DATA RECORDS:
#[cfg(test)]
mod tests {
    use super::*;

    #[test]
    fn cube_mesh_shape() {
        let (verts, indices) = cube_mesh();
        assert_eq!(verts.len(), 24);
        assert_eq!(indices.len(), 36);
        for v in &verts {
            let n = Vec3::from_array(v.normal);
            assert!((n.length() - 1.0).abs() < 1e-6);
            // Each corner sits on the unit cube surface.
            let p = Vec3::from_array(v.position);
            assert!((p.abs().max_element() - 0.5).abs() < 1e-6);
        }
    }

    #[test]
    fn edge_mesh_has_twelve_unit_edges() {
        let (verts, indices) = edge_mesh();
        assert_eq!(verts.len(), 8);
        assert_eq!(indices.len(), 24);
        for pair in indices.chunks(2) {
            let a = Vec3::from_array(verts[pair[0] as usize]);
            let b = Vec3::from_array(verts[pair[1] as usize]);
            assert!((a.distance(b) - 1.0).abs() < 1e-6);
        }
    }

    #[test]
    fn block_model_places_corners() {
        // The bed block: center (-1.5, 0.2, -1.5), size (1.8, 0.4, 2.2).
        let bed = FLOOR_PLAN.iter().find(|b| b.label == "bed").unwrap();
        let corner = block_model(bed).transform_point3(Vec3::splat(0.5));
        assert!(corner.abs_diff_eq(Vec3::new(-0.6, 0.4, -0.4), 1e-6));
    }

    #[test]
    fn one_instance_per_block() {
        assert_eq!(block_instances().len(), FLOOR_PLAN.len());
        assert_eq!(edge_instances().len(), FLOOR_PLAN.len());
        let edges = edge_instances();
        assert!(edges.iter().all(|e| e.color[3] == 1.0));
    }
}
//! Text rendering of the cube as an unfolded net.
//!
//! ```text
//!     UUU
//!     UUU
//!     UUU
//! LLL FFF RRR BBB
//! LLL FFF RRR BBB
//! LLL FFF RRR BBB
//!     DDD
//!     DDD
//!     DDD
//! ```

use cubeplay_core::geometry::grid_to_lattice;
use cubeplay_core::{Color, CubeModel, Face};
use itertools::Itertools;
use owo_colors::OwoColorize;

const SIDE_FACES: [Face; 4] = [Face::Left, Face::Front, Face::Right, Face::Back];

/// Renders the cube as a net. The sticker under the cursor is shown in
/// lowercase, or in brackets when `color` is `true`.
pub fn render(model: &CubeModel, color: bool) -> String {
    let cell_width = if color { 3 } else { 1 };
    let indent = " ".repeat(cell_width * 3 + 1);

    let mut lines = vec![];
    for row in 0..3 {
        lines.push(format!("{indent}{}", face_row(model, Face::Top, row, color)));
    }
    for row in 0..3 {
        lines.push(
            SIDE_FACES
                .iter()
                .map(|&face| face_row(model, face, row, color))
                .join(" "),
        );
    }
    for row in 0..3 {
        lines.push(format!("{indent}{}", face_row(model, Face::Bottom, row, color)));
    }
    lines.join("\n")
}

/// Renders one displayed row of a face.
fn face_row(model: &CubeModel, face: Face, display_row: u8, color: bool) -> String {
    // The top and bottom faces are drawn with their front edge touching the
    // front face.
    let row = match face {
        Face::Top | Face::Bottom => 2 - display_row,
        _ => display_row,
    };
    let cursor = model.cursor();
    (0..3)
        .map(|col| {
            let sticker = model
                .cubie_at(grid_to_lattice(row, col, face))
                .map_or(Color::Black, |cubie| cubie.sticker(face));
            let selected = face == model.current_face() && cursor.row == row && cursor.col == col;
            render_sticker(sticker, selected, color)
        })
        .collect()
}

fn render_sticker(sticker: Color, selected: bool, color: bool) -> String {
    let letter = sticker.letter();
    if !color {
        return match selected {
            true => letter.to_ascii_lowercase().to_string(),
            false => letter.to_string(),
        };
    }
    let text = match selected {
        true => format!("[{letter}]"),
        false => format!(" {letter} "),
    };
    let (r, g, b) = rgb(sticker);
    text.black().on_truecolor(r, g, b).to_string()
}

fn rgb(sticker: Color) -> (u8, u8, u8) {
    match sticker {
        Color::Red => (0xc4, 0x1e, 0x3a),
        Color::Orange => (0xff, 0x58, 0x00),
        Color::White => (0xff, 0xff, 0xff),
        Color::Yellow => (0xff, 0xd5, 0x00),
        Color::Green => (0x00, 0x9e, 0x60),
        Color::Blue => (0x00, 0x51, 0xba),
        Color::Black => (0x20, 0x20, 0x20),
    }
}

#[cfg(test)]
mod tests {
    use cubeplay_core::{Axis, Sign};
    use pretty_assertions::assert_eq;

    use super::*;

    #[test]
    fn test_solved_net() {
        let model = CubeModel::new();
        let expected = "    WWW
    WWW
    WWW
OOO GGG RRR BBB
OOO GgG RRR BBB
OOO GGG RRR BBB
    YYY
    YYY
    YYY";
        assert_eq!(render(&model, false), expected);
    }

    #[test]
    fn test_net_after_front_twist() {
        let mut model = CubeModel::new();
        model.set_cursor(0, 0);
        let layer = model
            .begin_twist(Axis::Z, 1, Sign::Pos, Some(Face::Front))
            .unwrap();
        model.commit_rotation(&layer.cubies, layer.axis, layer.target_angle());
        model.finish_twist();

        // Clockwise from the front: top row of stickers moves to the right face.
        let expected = "    WWW
    WWW
    OOO
OOY gGG WRR BBB
OOY GGG WRR BBB
OOY GGG WRR BBB
    RRR
    YYY
    YYY";
        assert_eq!(render(&model, false), expected);
    }
}
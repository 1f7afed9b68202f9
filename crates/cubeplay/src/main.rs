//! Headless command-line driver for a 3x3x3 Rubik's cube.

mod cli;
mod net;

fn main() -> eyre::Result<()> {
    use clap::Parser;

    let args = cli::Args::parse();

    env_logger::builder().init();
    color_eyre::install().expect("error initializing panic handler");

    cli::exec(args)
}
//! Lattice axes and signs.

use std::ops::{Mul, Neg};

use cgmath::{Deg, Vector3};
use strum::{Display, EnumIter};

/// 3-dimensional axis.
#[derive(EnumIter, Display, Debug, Copy, Clone, PartialEq, Eq, Hash, PartialOrd, Ord)]
#[strum(serialize_all = "lowercase")]
#[repr(u8)]
pub enum Axis {
    /// X axis (right).
    X = 0,
    /// Y axis (up).
    Y = 1,
    /// Z axis (towards the camera).
    Z = 2,
}
impl Axis {
    /// Returns the perpendicular axes from this one, using the left-hand rule.
    /// (The cross product of the returned axes is the opposite of the input.)
    ///
    /// A positive quarter turn around `self` takes the first axis to the
    /// second, which is a clockwise rotation when viewed from the positive end
    /// of `self`.
    pub const fn perpendiculars(self) -> [Axis; 2] {
        use Axis::*;
        match self {
            X => [Z, Y], // X+ => rotate from Z+ to Y+.
            Y => [X, Z], // Y+ => rotate from X+ to Z+.
            Z => [Y, X], // Z+ => rotate from Y+ to X+.
        }
    }

    /// Returns the index of this axis into a 3D vector.
    pub const fn index(self) -> usize {
        self as usize
    }

    /// Returns the unit vector along this axis.
    pub fn unit_vec3(self) -> Vector3<f32> {
        match self {
            Axis::X => Vector3::unit_x(),
            Axis::Y => Vector3::unit_y(),
            Axis::Z => Vector3::unit_z(),
        }
    }
}

/// Positive or negative.
///
/// Used both for the side of the cube that a face is on and for the direction
/// of a quarter turn, where [`Sign::Pos`] means clockwise when viewed from the
/// positive end of the axis.
#[derive(EnumIter, Debug, Copy, Clone, PartialEq, Eq, Hash, PartialOrd, Ord)]
pub enum Sign {
    /// Negative.
    Neg = -1,
    /// Positive.
    Pos = 1,
}
impl Neg for Sign {
    type Output = Sign;
    fn neg(self) -> Sign {
        match self {
            Sign::Neg => Sign::Pos,
            Sign::Pos => Sign::Neg,
        }
    }
}
impl Mul<Sign> for Sign {
    type Output = Sign;
    fn mul(self, rhs: Sign) -> Sign {
        match self {
            Sign::Neg => -rhs,
            Sign::Pos => rhs,
        }
    }
}
impl Sign {
    /// Returns an integer representation of the sign (either -1 or 1).
    pub const fn int(self) -> i8 {
        match self {
            Sign::Neg => -1,
            Sign::Pos => 1,
        }
    }
    /// Returns a floating-point representation of the sign (either -1.0 or
    /// 1.0).
    pub const fn float(self) -> f32 {
        self.int() as f32
    }

    /// Returns the signed angle of a quarter turn in this direction.
    pub fn quarter_turn(self) -> Deg<f32> {
        Deg(90.0 * self.float())
    }
}

#[cfg(test)]
mod tests {
    use strum::IntoEnumIterator;

    use super::*;

    #[test]
    fn test_perpendiculars_are_left_handed() {
        for axis in Axis::iter() {
            let [a, b] = axis.perpendiculars();
            let cross = a.unit_vec3().cross(b.unit_vec3());
            assert_eq!(cross, -axis.unit_vec3());
        }
    }

    #[test]
    fn test_sign_arithmetic() {
        assert_eq!(Sign::Neg * Sign::Neg, Sign::Pos);
        assert_eq!(-Sign::Pos, Sign::Neg);
        assert_eq!(Sign::Neg.int(), -1);
    }
}
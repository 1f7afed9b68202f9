use std::io::Read;
use std::path::PathBuf;
use std::time::Duration;

use cubeplay_core::cgmath::Vector3;
use cubeplay_prefs::Preferences;
use cubeplay_view::{CubeSimulation, KeyBindings};
use eyre::{Context, Result, eyre};
use itertools::Itertools;

/// Upper bound on the number of frames simulated while waiting for one
/// action to settle.
const MAX_SETTLE_FRAMES: u32 = 100_000;

/// Rubik's cube command-line interface
#[derive(Debug, clap::Parser)]
#[command(version)]
pub(crate) struct Args {
    /// Preferences file to load on top of the defaults.
    #[arg(long, global = true)]
    pub prefs: Option<PathBuf>,
    /// Print the cube using letters only.
    #[arg(long, global = true)]
    pub no_color: bool,

    #[command(subcommand)]
    pub subcommand: Subcommand,
}

#[derive(clap::Subcommand, Debug)]
pub(crate) enum Subcommand {
    /// Shuffle a solved cube and print the result.
    Shuffle {
        /// Number of random twists. Defaults to the value in the preferences.
        #[arg(short, long)]
        moves: Option<u32>,
        /// Seed for reproducible shuffles.
        #[arg(short, long)]
        seed: Option<String>,
    },
    /// Play a sequence of key presses and print the result.
    ///
    /// Keys are separated by whitespace. Lines starting with `#` are ignored.
    Play {
        /// Script of key names, use '-' for stdin.
        #[arg(value_parser, default_value = "-")]
        script: clio::Input,
        /// Direction from the viewer to the center of the cube, as `x,y,z`.
        #[arg(long, value_parser = parse_vector)]
        camera: Option<Vector3<f32>>,
        /// Frames per second used to simulate animations.
        #[arg(long, default_value_t = 60)]
        frame_rate: u32,
    },
    /// Print the effective preferences as YAML.
    Prefs,
    /// Print the default key bindings.
    Keys,
}

pub(crate) fn exec(args: Args) -> Result<()> {
    let Args {
        prefs,
        no_color,
        subcommand,
    } = args;
    let color = !no_color;

    match subcommand {
        Subcommand::Shuffle { moves, seed } => {
            let prefs = Preferences::load(prefs.as_deref())?;
            let move_count = moves.unwrap_or(prefs.shuffle.move_count);
            let mut sim = CubeSimulation::new(prefs);
            sim.shuffle(move_count, seed, |_| ());
            sim.skip_animations();

            println!("seed: {}", sim.shuffler().seed());
            println!("scramble: {}", sim.scramble().iter().join(" "));
            println!("{}", crate::net::render(sim.model(), color));
            Ok(())
        }

        Subcommand::Play {
            mut script,
            camera,
            frame_rate,
        } => {
            if frame_rate == 0 {
                return Err(eyre!("frame rate must be positive"));
            }
            let frame = Duration::from_secs_f64(1.0 / frame_rate as f64);

            let mut buffer = String::new();
            script
                .read_to_string(&mut buffer)
                .context("error reading script")?;

            let prefs = Preferences::load(prefs.as_deref())?;
            let mut sim = CubeSimulation::new(prefs);
            sim.set_camera_direction(camera);
            let keys = KeyBindings::default();

            for token in buffer
                .lines()
                .filter(|line| !line.trim_start().starts_with('#'))
                .flat_map(str::split_whitespace)
            {
                let action = keys
                    .action_for_key(token)
                    .ok_or_else(|| eyre!("no action bound to key {token:?}"))?;
                settle(&mut sim, frame);
                if !sim.do_action(action) {
                    log::info!("{token}: {action} had no effect");
                }
            }
            settle(&mut sim, frame);

            println!("{}", crate::net::render(sim.model(), color));
            println!("moves: {}", sim.model().move_history().iter().join(" "));
            println!("twists: {}", sim.twist_count());
            if sim.handle_newly_solved() {
                println!("solved!");
            } else {
                println!("solved: {}", sim.is_solved());
            }
            Ok(())
        }

        Subcommand::Prefs => {
            let prefs = Preferences::load(prefs.as_deref())?;
            print!("{}", prefs.to_yaml()?);
            Ok(())
        }

        Subcommand::Keys => {
            for (key, action) in KeyBindings::default().iter() {
                println!("{key:<12} {action}");
            }
            Ok(())
        }
    }
}

/// Steps the simulation one frame at a time until it is idle.
fn settle(sim: &mut CubeSimulation, frame: Duration) {
    let mut frames = 0;
    while sim.is_busy() && frames < MAX_SETTLE_FRAMES {
        sim.step(frame);
        frames += 1;
    }
    if sim.is_busy() {
        log::warn!("animation did not finish after {frames} frames; skipping");
        sim.skip_animations();
    }
}

fn parse_vector(s: &str) -> Result<Vector3<f32>> {
    let components: Vec<f32> = s
        .split(',')
        .map(|c| c.trim().parse::<f32>())
        .try_collect()
        .with_context(|| format!("invalid vector {s:?}"))?;
    match components.as_slice() {
        &[x, y, z] => Ok(Vector3::new(x, y, z)),
        _ => Err(eyre!("expected three components, got {}", components.len())),
    }
}
//! User preferences.
//!
//! Defaults are baked into the binary from `default.yaml`. A user file, if
//! given, is layered on top of them, so it only needs to contain the keys that
//! differ.

#![allow(missing_docs)] // field docs are on the YAML keys

#[macro_use]
extern crate lazy_static;

use std::path::Path;

use eyre::WrapErr;
use serde::{Deserialize, Serialize};

mod animation;
mod interaction;

pub use animation::*;
pub use interaction::*;

const PREFS_FILE_FORMAT: config::FileFormat = config::FileFormat::Yaml;
const DEFAULT_PREFS_STR: &str = include_str!("default.yaml");

lazy_static! {
    pub static ref DEFAULT_PREFS: Preferences =
        serde_norway::from_str(DEFAULT_PREFS_STR).expect("error loading default preferences");
}

#[derive(Serialize, Deserialize, Debug, Default, Clone, PartialEq)]
#[serde(default)]
pub struct Preferences {
    pub animation: AnimationPreferences,
    pub interaction: InteractionPreferences,
    pub shuffle: ShufflePreferences,
}
impl Preferences {
    /// Loads the default preferences, overridden by `user_file` if it is
    /// given.
    pub fn load(user_file: Option<&Path>) -> eyre::Result<Self> {
        lazy_static::initialize(&DEFAULT_PREFS);

        let mut config = config::Config::builder()
            .add_source(config::File::from_str(DEFAULT_PREFS_STR, PREFS_FILE_FORMAT));

        if let Some(path) = user_file {
            log::info!("Loading preferences from {}", path.display());
            config = config.add_source(config::File::from(path).format(PREFS_FILE_FORMAT));
        }

        let prefs: Self = config
            .build()
            .and_then(|c| c.try_deserialize())
            .wrap_err("error loading preferences")?;
        Ok(prefs.sanitized())
    }

    /// Loads preferences like [`Preferences::load()`], falling back to the
    /// defaults if loading fails.
    pub fn load_or_default(user_file: Option<&Path>) -> Self {
        Self::load(user_file).unwrap_or_else(|e| {
            log::warn!("Error loading preferences: {e:#}");
            DEFAULT_PREFS.clone()
        })
    }

    /// Serializes the preferences to YAML.
    pub fn to_yaml(&self) -> eyre::Result<String> {
        serde_norway::to_string(self).wrap_err("error serializing preferences")
    }

    /// Replaces values that would break the simulation with their defaults.
    #[must_use]
    fn sanitized(mut self) -> Self {
        let speed = self.animation.twist_speed;
        if !(speed.is_finite() && speed > 0.0) {
            log::warn!("Ignoring invalid twist speed {speed}");
            self.animation.twist_speed = DEFAULT_PREFS.animation.twist_speed;
        }
        self
    }
}

#[cfg(test)]
mod tests {
    use std::io::Write;

    use pretty_assertions::assert_eq;

    use super::*;

    fn write_temp_prefs(name: &str, contents: &str) -> std::path::PathBuf {
        let path = std::env::temp_dir().join(format!(
            "cubeplay_prefs_test_{}_{name}.yaml",
            std::process::id(),
        ));
        let mut file = std::fs::File::create(&path).unwrap();
        file.write_all(contents.as_bytes()).unwrap();
        path
    }

    #[test]
    fn test_default_yaml_matches_default_impl() {
        assert_eq!(*DEFAULT_PREFS, Preferences::default());
    }

    #[test]
    fn test_load_without_user_file() {
        assert_eq!(Preferences::load(None).unwrap(), Preferences::default());
    }

    #[test]
    fn test_user_file_overrides_defaults() {
        let path = write_temp_prefs(
            "override",
            "animation:\n  twist_speed: 360\n  twist_interpolation: cosine\nshuffle:\n  move_count: 5\n",
        );
        let prefs = Preferences::load(Some(&path)).unwrap();
        std::fs::remove_file(&path).unwrap();

        assert_eq!(prefs.animation.twist_speed, 360.0);
        assert_eq!(prefs.animation.twist_interpolation, InterpolateFn::Cosine);
        assert_eq!(prefs.shuffle.move_count, 5);
        assert_eq!(prefs.interaction, InteractionPreferences::default());
        assert_eq!(prefs.animation.quarter_turn_duration(), 0.25);
    }

    #[test]
    fn test_invalid_twist_speed_is_replaced() {
        let path = write_temp_prefs("invalid", "animation:\n  twist_speed: -10\n");
        let prefs = Preferences::load(Some(&path)).unwrap();
        std::fs::remove_file(&path).unwrap();

        assert_eq!(prefs.animation.twist_speed, 180.0);
    }

    #[test]
    fn test_missing_user_file() {
        let path = std::env::temp_dir().join("cubeplay_prefs_test_does_not_exist.yaml");
        assert!(Preferences::load(Some(&path)).is_err());
        assert_eq!(Preferences::load_or_default(Some(&path)), Preferences::default());
    }

    #[test]
    fn test_yaml_output_is_loadable() {
        let mut prefs = Preferences::default();
        prefs.interaction.viewer_relative_controls = false;
        prefs.animation.twist_interpolation = InterpolateFn::CosineDecel;

        let yaml = prefs.to_yaml().unwrap();
        assert!(yaml.contains("twist_interpolation: cosine_decel"), "{yaml}");
        let reloaded: Preferences = serde_norway::from_str(&yaml).unwrap();
        assert_eq!(reloaded, prefs);
    }
}
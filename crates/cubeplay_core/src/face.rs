//! Faces of the cube and sticker colors.

use std::ops::{Index, IndexMut};

use cgmath::Vector3;
use strum::{Display, EnumIter, IntoEnumIterator};

use crate::{Axis, Sign};

/// Order in which [`Face::next_in_cycle()`] visits the faces.
pub const FACE_CYCLE: [Face; 6] = [
    Face::Front,
    Face::Right,
    Face::Back,
    Face::Left,
    Face::Top,
    Face::Bottom,
];

/// One of the six outward-facing 3x3 grids of the cube.
///
/// Each face is fixed to one axis and one side of that axis.
#[derive(EnumIter, Display, Debug, Default, Copy, Clone, PartialEq, Eq, Hash)]
#[strum(serialize_all = "lowercase")]
#[repr(u8)]
pub enum Face {
    /// `x = +1`
    Right = 0,
    /// `x = -1`
    Left = 1,
    /// `y = +1`
    Top = 2,
    /// `y = -1`
    Bottom = 3,
    /// `z = +1`
    #[default]
    Front = 4,
    /// `z = -1`
    Back = 5,
}
impl Face {
    /// All faces, in the same order as their discriminants.
    pub const ALL: [Face; 6] = [
        Face::Right,
        Face::Left,
        Face::Top,
        Face::Bottom,
        Face::Front,
        Face::Back,
    ];

    /// Returns the axis perpendicular to the face.
    pub const fn axis(self) -> Axis {
        use Face::*;

        match self {
            Right | Left => Axis::X,
            Top | Bottom => Axis::Y,
            Front | Back => Axis::Z,
        }
    }
    /// Returns which side of the axis the face is on.
    pub const fn sign(self) -> Sign {
        use Face::*;

        match self {
            Right | Top | Front => Sign::Pos,
            Left | Bottom | Back => Sign::Neg,
        }
    }
    /// Returns the coordinate shared by every cubie on the face along
    /// [`Face::axis()`].
    pub const fn value(self) -> i8 {
        self.sign().int()
    }

    /// Returns the face on the given side of an axis.
    pub const fn from_axis_sign(axis: Axis, sign: Sign) -> Self {
        use Face::*;

        match (axis, sign) {
            (Axis::X, Sign::Pos) => Right,
            (Axis::X, Sign::Neg) => Left,
            (Axis::Y, Sign::Pos) => Top,
            (Axis::Y, Sign::Neg) => Bottom,
            (Axis::Z, Sign::Pos) => Front,
            (Axis::Z, Sign::Neg) => Back,
        }
    }
    /// Returns the face whose outward normal is `v`, or `None` if `v` is not a
    /// unit lattice vector.
    pub fn from_normal(v: Vector3<i8>) -> Option<Self> {
        Face::iter().find(|f| f.normal() == v)
    }

    /// Returns the opposite face.
    #[must_use]
    pub const fn opposite(self) -> Self {
        Self::from_axis_sign(self.axis(), match self.sign() {
            Sign::Pos => Sign::Neg,
            Sign::Neg => Sign::Pos,
        })
    }

    /// Returns the outward unit normal of the face.
    pub fn normal(self) -> Vector3<i8> {
        let mut ret = Vector3::new(0, 0, 0);
        ret[self.axis().index()] = self.value();
        ret
    }

    /// Returns whether the face is one of the four side faces, whose "up"
    /// direction on screen is always `y+`.
    pub const fn is_vertical(self) -> bool {
        !self.is_horizontal()
    }
    /// Returns whether the face is the top or bottom face, whose on-screen
    /// orientation depends on the camera.
    pub const fn is_horizontal(self) -> bool {
        matches!(self, Face::Top | Face::Bottom)
    }

    /// Returns the next face in [`FACE_CYCLE`].
    #[must_use]
    pub fn next_in_cycle(self) -> Self {
        let i = FACE_CYCLE.iter().position(|&f| f == self).unwrap_or(0);
        FACE_CYCLE[(i + 1) % FACE_CYCLE.len()]
    }

    /// Returns the color of the stickers on this face when the cube is solved.
    pub const fn color(self) -> Color {
        use Face::*;

        match self {
            Right => Color::Red,
            Left => Color::Orange,
            Top => Color::White,
            Bottom => Color::Yellow,
            Front => Color::Green,
            Back => Color::Blue,
        }
    }

    /// Returns the single-letter notation symbol of the face.
    pub const fn symbol(self) -> char {
        use Face::*;

        match self {
            Right => 'R',
            Left => 'L',
            Top => 'U',
            Bottom => 'D',
            Front => 'F',
            Back => 'B',
        }
    }
}

/// Sticker color.
#[derive(EnumIter, Display, Debug, Default, Copy, Clone, PartialEq, Eq, Hash)]
#[strum(serialize_all = "lowercase")]
pub enum Color {
    /// Right face.
    Red,
    /// Left face.
    Orange,
    /// Top face.
    White,
    /// Bottom face.
    Yellow,
    /// Front face.
    Green,
    /// Back face.
    Blue,
    /// Internal side of a cubie, which is never visible from outside the cube.
    #[default]
    Black,
}
impl Color {
    /// Returns a single uppercase letter for the color.
    pub const fn letter(self) -> char {
        match self {
            Color::Red => 'R',
            Color::Orange => 'O',
            Color::White => 'W',
            Color::Yellow => 'Y',
            Color::Green => 'G',
            Color::Blue => 'B',
            Color::Black => '.',
        }
    }
}

/// Value for each of the six faces.
#[derive(Debug, Default, Copy, Clone, PartialEq, Eq, Hash)]
pub struct PerFace<T>([T; 6]);
impl<T> Index<Face> for PerFace<T> {
    type Output = T;

    fn index(&self, face: Face) -> &Self::Output {
        &self.0[face as usize]
    }
}
impl<T> IndexMut<Face> for PerFace<T> {
    fn index_mut(&mut self, face: Face) -> &mut Self::Output {
        &mut self.0[face as usize]
    }
}
impl<T> PerFace<T> {
    /// Constructs a value for each face using a function.
    pub fn from_fn(mut f: impl FnMut(Face) -> T) -> Self {
        Self(std::array::from_fn(|i| f(Face::ALL[i])))
    }

    /// Returns an iterator over faces and their values.
    pub fn iter(&self) -> impl Iterator<Item = (Face, &T)> {
        Face::ALL.into_iter().zip(&self.0)
    }
}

WORK ITEM:
The exact lines of the material above starting at the one that contains "fn sanitized(mut self)" and ending at the one that contains "invalid twist speed" are what to retype; leave out everything else.

TASK SOLUTION:
    fn sanitized(mut self) -> Self {
        let speed = self.animation.twist_speed;
        if !(speed.is_finite() && speed > 0.0) {
            log::warn!("Ignoring invalid twist speed {speed}");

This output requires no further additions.